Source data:
BEGIN
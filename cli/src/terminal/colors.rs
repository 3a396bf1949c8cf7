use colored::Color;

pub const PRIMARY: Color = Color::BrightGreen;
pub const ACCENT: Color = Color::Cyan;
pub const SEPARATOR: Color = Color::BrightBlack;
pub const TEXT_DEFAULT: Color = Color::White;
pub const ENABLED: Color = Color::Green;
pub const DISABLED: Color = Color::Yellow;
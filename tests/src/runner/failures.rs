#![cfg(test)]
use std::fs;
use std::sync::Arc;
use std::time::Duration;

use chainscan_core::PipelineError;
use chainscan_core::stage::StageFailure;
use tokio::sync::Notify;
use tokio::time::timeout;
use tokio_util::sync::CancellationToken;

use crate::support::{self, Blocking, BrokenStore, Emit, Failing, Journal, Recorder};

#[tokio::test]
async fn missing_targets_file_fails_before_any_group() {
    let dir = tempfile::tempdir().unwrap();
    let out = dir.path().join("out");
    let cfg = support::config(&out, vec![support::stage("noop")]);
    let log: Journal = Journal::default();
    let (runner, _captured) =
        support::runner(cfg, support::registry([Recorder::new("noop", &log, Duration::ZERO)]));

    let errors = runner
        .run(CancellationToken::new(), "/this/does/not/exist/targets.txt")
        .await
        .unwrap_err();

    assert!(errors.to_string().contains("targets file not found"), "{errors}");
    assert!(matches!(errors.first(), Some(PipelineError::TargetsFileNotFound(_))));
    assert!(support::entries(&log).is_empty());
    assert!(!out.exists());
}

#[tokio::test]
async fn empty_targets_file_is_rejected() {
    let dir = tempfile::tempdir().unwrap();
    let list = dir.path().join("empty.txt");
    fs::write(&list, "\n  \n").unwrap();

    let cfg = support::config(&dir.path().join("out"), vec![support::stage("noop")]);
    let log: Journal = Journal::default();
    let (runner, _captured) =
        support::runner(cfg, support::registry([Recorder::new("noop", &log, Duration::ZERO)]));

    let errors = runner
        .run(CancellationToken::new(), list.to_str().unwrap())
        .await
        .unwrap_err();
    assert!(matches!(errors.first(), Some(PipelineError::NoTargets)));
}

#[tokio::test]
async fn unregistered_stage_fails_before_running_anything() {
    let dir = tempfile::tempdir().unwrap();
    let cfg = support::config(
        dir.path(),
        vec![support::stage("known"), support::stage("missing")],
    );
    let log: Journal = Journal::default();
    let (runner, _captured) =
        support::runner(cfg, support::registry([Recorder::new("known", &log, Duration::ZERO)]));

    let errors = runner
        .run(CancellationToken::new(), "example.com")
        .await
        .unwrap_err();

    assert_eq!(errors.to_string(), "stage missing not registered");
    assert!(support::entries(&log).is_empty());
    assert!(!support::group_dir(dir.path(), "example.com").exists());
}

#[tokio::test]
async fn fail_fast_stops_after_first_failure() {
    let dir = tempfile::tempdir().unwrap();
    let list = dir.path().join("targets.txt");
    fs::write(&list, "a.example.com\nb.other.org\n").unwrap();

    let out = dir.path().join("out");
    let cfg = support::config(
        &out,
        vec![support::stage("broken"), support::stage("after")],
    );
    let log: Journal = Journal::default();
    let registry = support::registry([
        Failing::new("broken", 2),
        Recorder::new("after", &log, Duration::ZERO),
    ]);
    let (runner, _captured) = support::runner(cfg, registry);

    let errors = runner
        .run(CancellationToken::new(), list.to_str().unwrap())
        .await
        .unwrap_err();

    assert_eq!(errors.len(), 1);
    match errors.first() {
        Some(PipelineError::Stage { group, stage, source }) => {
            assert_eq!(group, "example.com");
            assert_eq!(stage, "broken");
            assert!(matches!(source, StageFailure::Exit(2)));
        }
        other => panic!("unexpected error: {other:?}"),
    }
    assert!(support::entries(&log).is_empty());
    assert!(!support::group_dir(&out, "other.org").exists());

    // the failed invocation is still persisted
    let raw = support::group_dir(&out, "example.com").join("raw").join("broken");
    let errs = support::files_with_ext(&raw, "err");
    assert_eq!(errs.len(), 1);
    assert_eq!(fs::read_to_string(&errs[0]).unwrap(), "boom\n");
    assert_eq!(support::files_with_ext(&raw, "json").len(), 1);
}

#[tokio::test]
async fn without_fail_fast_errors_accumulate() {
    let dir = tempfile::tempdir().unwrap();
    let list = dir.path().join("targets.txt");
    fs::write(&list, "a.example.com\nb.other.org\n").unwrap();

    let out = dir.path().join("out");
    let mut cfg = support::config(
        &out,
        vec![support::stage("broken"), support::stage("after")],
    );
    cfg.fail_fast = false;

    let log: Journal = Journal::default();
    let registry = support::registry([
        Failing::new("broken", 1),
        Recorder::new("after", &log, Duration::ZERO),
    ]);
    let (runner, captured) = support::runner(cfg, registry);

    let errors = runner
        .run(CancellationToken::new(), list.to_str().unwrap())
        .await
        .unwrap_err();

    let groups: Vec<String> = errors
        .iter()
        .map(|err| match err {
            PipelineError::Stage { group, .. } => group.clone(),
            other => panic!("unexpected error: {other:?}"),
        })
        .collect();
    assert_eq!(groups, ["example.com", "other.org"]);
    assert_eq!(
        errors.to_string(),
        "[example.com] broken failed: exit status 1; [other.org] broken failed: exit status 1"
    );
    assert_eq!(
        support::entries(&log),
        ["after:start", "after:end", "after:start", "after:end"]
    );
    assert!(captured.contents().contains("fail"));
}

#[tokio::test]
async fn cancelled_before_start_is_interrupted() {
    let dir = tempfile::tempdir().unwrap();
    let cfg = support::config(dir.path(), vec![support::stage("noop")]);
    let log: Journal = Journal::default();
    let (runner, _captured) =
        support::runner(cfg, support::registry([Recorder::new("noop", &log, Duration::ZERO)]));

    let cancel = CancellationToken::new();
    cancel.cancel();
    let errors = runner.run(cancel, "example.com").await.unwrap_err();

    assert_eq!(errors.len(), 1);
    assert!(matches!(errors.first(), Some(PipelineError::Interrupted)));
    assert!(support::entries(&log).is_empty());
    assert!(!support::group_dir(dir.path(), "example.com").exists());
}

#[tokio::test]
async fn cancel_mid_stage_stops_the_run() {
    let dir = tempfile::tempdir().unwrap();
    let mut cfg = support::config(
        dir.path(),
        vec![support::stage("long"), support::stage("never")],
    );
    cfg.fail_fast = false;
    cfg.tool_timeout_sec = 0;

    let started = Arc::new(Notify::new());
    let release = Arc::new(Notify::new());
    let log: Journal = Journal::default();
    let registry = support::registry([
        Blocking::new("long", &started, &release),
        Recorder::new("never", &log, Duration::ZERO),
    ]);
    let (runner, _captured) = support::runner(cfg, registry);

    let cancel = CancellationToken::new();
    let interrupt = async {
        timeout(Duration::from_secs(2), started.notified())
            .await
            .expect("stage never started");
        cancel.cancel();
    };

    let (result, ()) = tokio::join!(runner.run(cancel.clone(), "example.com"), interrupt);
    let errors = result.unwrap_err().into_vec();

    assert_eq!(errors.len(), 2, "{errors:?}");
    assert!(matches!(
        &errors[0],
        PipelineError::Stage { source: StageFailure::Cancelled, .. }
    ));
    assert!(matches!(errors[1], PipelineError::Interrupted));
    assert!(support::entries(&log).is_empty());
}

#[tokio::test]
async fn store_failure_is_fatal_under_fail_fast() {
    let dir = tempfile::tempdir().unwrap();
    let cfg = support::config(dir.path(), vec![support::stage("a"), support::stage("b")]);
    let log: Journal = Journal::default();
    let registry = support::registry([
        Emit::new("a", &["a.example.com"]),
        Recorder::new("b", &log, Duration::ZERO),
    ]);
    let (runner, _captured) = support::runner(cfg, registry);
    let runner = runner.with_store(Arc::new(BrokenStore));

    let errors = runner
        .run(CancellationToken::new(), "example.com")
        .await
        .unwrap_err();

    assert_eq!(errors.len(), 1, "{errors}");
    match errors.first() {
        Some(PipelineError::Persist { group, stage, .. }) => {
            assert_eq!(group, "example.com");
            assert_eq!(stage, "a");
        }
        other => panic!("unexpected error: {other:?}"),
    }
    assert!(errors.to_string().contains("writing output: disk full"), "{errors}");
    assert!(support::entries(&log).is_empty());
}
END
BEGIN
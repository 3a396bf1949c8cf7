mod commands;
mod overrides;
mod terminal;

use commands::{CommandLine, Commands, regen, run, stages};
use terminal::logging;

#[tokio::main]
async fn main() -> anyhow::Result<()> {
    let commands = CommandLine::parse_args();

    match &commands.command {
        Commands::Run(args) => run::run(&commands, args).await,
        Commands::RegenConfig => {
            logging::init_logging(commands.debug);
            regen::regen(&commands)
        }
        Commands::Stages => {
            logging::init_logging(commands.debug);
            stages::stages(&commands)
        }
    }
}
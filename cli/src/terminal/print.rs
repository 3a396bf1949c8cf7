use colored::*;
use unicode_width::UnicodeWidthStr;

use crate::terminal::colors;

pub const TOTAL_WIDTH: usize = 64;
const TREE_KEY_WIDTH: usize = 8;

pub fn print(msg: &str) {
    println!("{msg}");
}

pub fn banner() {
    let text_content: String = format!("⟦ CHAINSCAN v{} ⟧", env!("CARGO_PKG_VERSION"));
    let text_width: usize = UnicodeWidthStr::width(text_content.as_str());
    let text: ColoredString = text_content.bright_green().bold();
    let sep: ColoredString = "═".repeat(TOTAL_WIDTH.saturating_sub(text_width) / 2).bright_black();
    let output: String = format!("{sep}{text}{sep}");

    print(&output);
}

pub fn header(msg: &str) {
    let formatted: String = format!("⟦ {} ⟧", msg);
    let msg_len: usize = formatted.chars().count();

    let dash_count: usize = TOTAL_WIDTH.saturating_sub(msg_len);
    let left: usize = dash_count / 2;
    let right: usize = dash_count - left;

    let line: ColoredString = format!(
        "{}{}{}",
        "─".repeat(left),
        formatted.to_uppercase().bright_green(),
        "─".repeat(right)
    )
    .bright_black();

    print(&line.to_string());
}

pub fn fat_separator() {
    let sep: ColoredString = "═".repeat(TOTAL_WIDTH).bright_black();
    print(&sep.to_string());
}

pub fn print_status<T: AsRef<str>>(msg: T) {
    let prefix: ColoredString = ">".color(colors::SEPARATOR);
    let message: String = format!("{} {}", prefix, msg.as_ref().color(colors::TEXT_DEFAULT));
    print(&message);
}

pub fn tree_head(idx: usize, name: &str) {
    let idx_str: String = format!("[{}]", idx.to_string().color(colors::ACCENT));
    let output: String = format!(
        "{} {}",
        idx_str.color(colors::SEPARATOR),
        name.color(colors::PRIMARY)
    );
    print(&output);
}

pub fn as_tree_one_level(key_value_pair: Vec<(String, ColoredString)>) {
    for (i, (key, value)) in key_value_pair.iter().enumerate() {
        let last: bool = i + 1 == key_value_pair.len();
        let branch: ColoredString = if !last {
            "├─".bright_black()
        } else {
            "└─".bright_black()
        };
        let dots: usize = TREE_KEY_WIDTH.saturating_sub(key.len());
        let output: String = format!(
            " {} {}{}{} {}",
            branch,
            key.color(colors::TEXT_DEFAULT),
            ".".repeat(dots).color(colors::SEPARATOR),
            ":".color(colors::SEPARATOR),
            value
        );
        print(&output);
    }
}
END
BEGIN
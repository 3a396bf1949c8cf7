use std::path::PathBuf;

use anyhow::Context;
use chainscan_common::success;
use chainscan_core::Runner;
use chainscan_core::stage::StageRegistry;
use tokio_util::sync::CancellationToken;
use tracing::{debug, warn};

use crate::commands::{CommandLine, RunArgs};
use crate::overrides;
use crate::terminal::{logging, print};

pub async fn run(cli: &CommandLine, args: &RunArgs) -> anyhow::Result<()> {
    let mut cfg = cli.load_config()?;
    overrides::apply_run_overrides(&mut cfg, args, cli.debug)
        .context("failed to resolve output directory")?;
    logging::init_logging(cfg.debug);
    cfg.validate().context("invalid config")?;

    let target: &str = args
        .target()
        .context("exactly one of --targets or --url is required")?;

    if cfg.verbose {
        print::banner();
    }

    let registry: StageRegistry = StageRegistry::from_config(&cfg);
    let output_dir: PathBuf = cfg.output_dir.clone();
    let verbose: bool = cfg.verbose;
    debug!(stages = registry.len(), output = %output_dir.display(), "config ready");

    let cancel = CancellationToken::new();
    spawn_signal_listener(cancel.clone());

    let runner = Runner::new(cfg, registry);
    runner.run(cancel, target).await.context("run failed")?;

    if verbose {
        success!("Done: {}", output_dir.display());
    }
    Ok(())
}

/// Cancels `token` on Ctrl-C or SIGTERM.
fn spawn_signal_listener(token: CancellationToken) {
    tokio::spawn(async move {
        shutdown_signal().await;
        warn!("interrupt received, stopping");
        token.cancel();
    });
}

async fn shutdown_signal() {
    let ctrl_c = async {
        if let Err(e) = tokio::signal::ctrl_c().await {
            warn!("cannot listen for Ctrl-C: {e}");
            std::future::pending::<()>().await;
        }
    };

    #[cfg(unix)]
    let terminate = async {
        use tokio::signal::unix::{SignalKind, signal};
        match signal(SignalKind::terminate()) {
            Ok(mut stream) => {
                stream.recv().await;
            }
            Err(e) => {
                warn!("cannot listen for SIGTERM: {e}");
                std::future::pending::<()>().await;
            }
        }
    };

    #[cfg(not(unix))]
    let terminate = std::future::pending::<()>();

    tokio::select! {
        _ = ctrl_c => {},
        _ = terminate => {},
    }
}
END
Problem description: The answer must be every line from the records above that contains the word "logging", copied out.

Response to this task:
use terminal::logging;
            logging::init_logging(commands.debug);
            logging::init_logging(commands.debug);
use crate::terminal::{logging, print};
    logging::init_logging(cfg.debug);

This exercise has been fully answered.